[Stored records]
=== Begin Enclosure ===
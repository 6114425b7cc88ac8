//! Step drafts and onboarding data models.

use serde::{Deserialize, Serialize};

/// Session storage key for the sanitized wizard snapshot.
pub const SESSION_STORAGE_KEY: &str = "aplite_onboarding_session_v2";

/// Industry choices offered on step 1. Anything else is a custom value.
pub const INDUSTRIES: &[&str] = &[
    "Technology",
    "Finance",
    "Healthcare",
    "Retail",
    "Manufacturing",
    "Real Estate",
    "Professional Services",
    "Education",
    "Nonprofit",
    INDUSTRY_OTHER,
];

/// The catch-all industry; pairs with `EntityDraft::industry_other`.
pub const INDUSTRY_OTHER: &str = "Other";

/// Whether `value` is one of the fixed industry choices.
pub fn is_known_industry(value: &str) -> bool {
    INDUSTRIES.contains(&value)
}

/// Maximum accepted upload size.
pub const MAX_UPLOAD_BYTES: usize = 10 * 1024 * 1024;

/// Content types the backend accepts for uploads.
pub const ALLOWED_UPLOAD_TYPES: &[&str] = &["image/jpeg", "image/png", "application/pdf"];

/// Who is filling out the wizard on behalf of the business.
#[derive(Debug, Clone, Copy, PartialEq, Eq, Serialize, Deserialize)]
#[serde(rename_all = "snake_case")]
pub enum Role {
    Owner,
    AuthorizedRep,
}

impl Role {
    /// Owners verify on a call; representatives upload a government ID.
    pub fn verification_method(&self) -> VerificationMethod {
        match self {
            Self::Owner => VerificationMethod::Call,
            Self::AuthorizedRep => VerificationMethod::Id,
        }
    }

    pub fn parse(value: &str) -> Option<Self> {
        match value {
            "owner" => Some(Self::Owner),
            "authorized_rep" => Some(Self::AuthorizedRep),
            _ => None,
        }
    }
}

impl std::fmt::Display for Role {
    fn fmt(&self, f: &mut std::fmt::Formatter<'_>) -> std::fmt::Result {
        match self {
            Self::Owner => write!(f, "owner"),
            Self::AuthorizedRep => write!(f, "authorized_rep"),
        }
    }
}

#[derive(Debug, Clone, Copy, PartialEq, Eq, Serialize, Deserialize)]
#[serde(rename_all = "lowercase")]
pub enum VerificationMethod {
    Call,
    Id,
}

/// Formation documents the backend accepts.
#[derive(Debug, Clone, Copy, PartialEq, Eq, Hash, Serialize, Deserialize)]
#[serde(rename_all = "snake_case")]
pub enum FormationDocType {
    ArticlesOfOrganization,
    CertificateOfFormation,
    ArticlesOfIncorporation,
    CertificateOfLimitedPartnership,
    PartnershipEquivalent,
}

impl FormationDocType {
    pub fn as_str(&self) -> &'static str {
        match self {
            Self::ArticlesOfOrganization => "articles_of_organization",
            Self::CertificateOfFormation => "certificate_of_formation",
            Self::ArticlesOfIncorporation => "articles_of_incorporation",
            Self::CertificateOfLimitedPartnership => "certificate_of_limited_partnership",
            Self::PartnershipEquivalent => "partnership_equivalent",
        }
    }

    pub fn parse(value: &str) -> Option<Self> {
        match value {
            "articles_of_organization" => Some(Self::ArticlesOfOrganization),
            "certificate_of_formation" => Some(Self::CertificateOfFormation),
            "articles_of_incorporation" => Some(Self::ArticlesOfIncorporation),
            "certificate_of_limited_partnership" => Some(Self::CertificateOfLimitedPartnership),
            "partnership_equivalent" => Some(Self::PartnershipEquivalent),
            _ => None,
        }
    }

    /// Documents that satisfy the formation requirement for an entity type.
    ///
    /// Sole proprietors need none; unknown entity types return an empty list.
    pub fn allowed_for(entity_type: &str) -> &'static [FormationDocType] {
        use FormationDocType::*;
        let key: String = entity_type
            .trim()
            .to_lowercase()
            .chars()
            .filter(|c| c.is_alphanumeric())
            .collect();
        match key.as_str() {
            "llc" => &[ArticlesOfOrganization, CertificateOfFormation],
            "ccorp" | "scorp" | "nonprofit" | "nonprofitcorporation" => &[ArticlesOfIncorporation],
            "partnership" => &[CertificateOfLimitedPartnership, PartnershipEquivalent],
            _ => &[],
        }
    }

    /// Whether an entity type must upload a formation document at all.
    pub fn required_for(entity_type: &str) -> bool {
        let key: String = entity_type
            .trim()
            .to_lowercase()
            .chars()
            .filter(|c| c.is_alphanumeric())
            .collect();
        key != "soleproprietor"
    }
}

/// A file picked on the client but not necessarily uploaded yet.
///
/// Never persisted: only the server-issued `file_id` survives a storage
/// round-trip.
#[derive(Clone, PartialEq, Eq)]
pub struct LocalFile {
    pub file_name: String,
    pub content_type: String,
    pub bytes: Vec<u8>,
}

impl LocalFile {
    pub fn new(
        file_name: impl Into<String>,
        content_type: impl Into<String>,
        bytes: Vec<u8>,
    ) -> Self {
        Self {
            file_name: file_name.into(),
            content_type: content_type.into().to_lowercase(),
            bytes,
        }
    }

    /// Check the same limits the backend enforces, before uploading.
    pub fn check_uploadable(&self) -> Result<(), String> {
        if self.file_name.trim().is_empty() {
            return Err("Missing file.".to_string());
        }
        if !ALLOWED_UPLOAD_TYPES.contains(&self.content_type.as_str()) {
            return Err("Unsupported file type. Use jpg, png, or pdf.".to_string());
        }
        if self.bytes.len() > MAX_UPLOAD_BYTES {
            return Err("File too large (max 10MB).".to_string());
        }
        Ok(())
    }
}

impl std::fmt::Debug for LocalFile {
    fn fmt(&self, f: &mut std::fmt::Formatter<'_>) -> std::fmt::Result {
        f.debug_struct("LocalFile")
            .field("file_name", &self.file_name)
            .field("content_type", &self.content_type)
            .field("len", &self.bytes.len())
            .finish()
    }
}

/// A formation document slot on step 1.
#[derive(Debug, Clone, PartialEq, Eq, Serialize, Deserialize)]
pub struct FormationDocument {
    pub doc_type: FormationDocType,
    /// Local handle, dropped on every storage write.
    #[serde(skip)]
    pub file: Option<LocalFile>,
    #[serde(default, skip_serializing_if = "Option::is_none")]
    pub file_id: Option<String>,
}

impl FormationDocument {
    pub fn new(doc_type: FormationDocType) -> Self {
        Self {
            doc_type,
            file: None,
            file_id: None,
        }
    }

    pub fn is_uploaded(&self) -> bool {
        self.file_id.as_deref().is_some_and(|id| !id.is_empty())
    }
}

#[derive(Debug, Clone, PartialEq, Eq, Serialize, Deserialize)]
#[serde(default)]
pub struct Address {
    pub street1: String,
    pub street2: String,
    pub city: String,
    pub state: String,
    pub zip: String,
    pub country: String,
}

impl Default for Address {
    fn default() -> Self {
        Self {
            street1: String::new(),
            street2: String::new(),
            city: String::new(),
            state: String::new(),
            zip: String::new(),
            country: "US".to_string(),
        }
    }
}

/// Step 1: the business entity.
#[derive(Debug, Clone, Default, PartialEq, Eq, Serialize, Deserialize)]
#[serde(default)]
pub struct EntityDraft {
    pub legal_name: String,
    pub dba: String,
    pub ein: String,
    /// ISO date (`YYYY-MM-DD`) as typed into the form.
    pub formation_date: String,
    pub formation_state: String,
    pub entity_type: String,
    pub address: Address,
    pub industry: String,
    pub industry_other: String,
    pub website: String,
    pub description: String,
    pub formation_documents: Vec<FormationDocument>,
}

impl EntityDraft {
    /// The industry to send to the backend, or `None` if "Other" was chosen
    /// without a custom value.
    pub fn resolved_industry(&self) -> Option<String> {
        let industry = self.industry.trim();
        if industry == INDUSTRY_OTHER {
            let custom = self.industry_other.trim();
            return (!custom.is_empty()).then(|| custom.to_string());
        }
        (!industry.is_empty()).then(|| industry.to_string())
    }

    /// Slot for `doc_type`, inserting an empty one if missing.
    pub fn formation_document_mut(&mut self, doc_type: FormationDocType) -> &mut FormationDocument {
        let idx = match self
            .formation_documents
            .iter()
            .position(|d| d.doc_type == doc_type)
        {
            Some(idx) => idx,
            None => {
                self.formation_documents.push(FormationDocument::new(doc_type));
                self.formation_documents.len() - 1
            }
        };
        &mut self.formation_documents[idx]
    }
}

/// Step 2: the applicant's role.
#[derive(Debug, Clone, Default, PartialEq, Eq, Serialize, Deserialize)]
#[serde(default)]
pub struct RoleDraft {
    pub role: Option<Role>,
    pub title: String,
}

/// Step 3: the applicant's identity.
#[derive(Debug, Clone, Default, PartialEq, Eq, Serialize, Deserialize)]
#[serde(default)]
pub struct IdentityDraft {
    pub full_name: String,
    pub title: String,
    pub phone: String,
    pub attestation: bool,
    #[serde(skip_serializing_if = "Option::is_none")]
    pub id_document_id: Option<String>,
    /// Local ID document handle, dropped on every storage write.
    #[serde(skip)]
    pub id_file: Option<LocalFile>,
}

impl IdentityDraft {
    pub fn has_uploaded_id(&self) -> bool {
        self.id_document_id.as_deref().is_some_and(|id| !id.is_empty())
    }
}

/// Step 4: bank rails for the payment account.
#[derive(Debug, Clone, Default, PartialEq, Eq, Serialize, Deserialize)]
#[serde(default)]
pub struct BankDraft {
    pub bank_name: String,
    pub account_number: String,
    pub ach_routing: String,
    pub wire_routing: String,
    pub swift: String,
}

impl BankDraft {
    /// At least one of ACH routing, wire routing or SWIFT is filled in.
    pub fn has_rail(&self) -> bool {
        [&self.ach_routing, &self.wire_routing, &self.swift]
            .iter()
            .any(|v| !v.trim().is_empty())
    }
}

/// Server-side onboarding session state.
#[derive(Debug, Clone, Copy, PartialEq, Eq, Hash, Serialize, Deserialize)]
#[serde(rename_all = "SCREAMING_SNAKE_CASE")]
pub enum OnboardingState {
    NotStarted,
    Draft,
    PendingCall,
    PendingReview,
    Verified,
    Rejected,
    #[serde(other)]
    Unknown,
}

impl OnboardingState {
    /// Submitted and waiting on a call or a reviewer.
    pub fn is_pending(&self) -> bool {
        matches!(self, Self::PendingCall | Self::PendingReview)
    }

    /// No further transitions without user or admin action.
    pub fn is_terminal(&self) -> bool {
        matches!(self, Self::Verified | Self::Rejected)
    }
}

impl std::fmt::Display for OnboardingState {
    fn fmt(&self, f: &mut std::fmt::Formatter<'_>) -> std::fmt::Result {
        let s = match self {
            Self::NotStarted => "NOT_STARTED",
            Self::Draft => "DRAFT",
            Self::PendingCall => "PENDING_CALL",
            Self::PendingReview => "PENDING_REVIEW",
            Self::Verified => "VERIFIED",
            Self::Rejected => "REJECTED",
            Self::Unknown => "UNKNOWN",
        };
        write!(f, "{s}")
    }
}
=== End Enclosure ===
=== Begin Enclosure ===
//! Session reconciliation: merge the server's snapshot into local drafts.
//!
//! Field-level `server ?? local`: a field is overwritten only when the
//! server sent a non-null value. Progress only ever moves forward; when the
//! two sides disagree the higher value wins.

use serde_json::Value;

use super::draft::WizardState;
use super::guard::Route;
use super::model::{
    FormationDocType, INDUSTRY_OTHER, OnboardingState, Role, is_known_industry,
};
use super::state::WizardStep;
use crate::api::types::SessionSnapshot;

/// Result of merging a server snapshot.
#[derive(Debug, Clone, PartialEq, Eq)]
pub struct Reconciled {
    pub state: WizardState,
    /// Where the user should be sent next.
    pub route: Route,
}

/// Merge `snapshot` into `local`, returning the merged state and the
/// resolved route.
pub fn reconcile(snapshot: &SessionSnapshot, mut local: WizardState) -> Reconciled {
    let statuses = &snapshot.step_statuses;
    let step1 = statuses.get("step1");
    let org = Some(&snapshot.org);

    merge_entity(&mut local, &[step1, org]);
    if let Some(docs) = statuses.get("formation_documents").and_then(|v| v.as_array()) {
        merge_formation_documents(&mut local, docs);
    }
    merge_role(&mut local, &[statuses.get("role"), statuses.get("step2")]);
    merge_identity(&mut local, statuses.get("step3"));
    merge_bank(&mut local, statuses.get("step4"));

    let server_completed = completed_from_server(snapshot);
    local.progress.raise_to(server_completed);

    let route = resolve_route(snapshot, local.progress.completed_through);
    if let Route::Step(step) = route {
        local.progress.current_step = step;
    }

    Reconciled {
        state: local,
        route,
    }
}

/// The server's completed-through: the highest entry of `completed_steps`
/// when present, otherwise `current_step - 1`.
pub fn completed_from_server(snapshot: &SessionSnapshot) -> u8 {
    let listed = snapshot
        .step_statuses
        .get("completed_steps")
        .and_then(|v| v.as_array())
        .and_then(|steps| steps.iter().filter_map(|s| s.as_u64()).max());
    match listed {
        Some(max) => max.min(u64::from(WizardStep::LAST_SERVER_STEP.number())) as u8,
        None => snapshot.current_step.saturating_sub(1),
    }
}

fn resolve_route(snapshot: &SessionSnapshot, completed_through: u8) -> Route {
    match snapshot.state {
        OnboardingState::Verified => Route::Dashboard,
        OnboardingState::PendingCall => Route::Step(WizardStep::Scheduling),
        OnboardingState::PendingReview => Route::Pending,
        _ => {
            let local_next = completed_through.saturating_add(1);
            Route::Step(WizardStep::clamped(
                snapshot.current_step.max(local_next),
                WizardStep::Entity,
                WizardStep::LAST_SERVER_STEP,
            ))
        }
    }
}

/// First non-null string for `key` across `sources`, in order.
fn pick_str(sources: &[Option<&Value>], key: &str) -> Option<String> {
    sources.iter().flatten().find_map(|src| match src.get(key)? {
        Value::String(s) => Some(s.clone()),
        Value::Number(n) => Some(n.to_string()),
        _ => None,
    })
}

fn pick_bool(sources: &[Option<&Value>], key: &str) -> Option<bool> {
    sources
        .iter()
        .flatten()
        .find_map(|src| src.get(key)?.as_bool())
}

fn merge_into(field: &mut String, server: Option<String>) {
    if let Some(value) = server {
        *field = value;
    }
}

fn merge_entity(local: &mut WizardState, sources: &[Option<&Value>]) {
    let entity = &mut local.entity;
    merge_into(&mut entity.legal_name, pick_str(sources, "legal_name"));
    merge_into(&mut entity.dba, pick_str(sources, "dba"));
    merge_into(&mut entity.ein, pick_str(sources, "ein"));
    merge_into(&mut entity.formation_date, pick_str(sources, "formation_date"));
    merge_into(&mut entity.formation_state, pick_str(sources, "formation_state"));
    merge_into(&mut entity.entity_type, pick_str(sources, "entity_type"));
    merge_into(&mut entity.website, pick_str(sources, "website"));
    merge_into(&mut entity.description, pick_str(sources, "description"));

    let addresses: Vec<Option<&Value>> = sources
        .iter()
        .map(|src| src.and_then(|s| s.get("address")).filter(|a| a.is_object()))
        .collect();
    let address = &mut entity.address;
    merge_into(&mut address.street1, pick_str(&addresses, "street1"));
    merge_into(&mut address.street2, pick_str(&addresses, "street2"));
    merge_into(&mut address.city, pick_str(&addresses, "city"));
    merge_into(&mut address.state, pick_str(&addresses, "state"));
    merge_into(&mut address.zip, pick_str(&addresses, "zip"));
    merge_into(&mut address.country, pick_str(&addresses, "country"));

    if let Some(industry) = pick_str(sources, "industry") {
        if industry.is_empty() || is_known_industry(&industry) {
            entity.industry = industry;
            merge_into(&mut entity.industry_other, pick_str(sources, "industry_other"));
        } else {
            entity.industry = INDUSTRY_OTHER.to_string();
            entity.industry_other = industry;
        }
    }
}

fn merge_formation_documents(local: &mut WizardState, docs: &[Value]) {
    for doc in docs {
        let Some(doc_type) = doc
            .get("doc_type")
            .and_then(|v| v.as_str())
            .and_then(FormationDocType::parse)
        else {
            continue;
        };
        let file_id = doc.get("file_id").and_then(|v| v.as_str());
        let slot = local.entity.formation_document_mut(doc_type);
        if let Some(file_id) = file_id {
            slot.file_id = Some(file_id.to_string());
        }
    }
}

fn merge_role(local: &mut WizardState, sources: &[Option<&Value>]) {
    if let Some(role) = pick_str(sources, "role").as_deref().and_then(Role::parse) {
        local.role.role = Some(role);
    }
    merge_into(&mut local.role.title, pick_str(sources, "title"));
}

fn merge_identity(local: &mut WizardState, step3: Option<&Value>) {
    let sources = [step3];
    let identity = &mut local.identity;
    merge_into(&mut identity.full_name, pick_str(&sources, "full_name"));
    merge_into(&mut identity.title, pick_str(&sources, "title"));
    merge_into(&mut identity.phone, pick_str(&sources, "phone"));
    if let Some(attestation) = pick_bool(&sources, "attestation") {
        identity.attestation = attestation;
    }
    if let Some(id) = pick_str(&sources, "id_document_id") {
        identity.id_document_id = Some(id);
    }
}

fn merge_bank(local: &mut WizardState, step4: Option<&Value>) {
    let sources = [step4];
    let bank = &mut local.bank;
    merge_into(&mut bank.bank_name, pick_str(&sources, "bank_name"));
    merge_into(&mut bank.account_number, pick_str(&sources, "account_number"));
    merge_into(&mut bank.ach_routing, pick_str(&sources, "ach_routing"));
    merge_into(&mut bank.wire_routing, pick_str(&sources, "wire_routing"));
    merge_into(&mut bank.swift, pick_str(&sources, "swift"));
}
=== End Enclosure ===
What the task asks
Return, unchanged, the run of lines above that opens with the line containing "repository 6114425b7cc88ac8" and closes with the line containing "accepts for uploads.". Include both.

Result
repository 6114425b7cc88ac8
//! Step drafts and onboarding data models.

use serde::{Deserialize, Serialize};

/// Session storage key for the sanitized wizard snapshot.
pub const SESSION_STORAGE_KEY: &str = "aplite_onboarding_session_v2";

/// Industry choices offered on step 1. Anything else is a custom value.
pub const INDUSTRIES: &[&str] = &[
    "Technology",
    "Finance",
    "Healthcare",
    "Retail",
    "Manufacturing",
    "Real Estate",
    "Professional Services",
    "Education",
    "Nonprofit",
    INDUSTRY_OTHER,
];

/// The catch-all industry; pairs with `EntityDraft::industry_other`.
pub const INDUSTRY_OTHER: &str = "Other";

/// Whether `value` is one of the fixed industry choices.
pub fn is_known_industry(value: &str) -> bool {
    INDUSTRIES.contains(&value)
}

/// Maximum accepted upload size.
pub const MAX_UPLOAD_BYTES: usize = 10 * 1024 * 1024;

/// Content types the backend accepts for uploads.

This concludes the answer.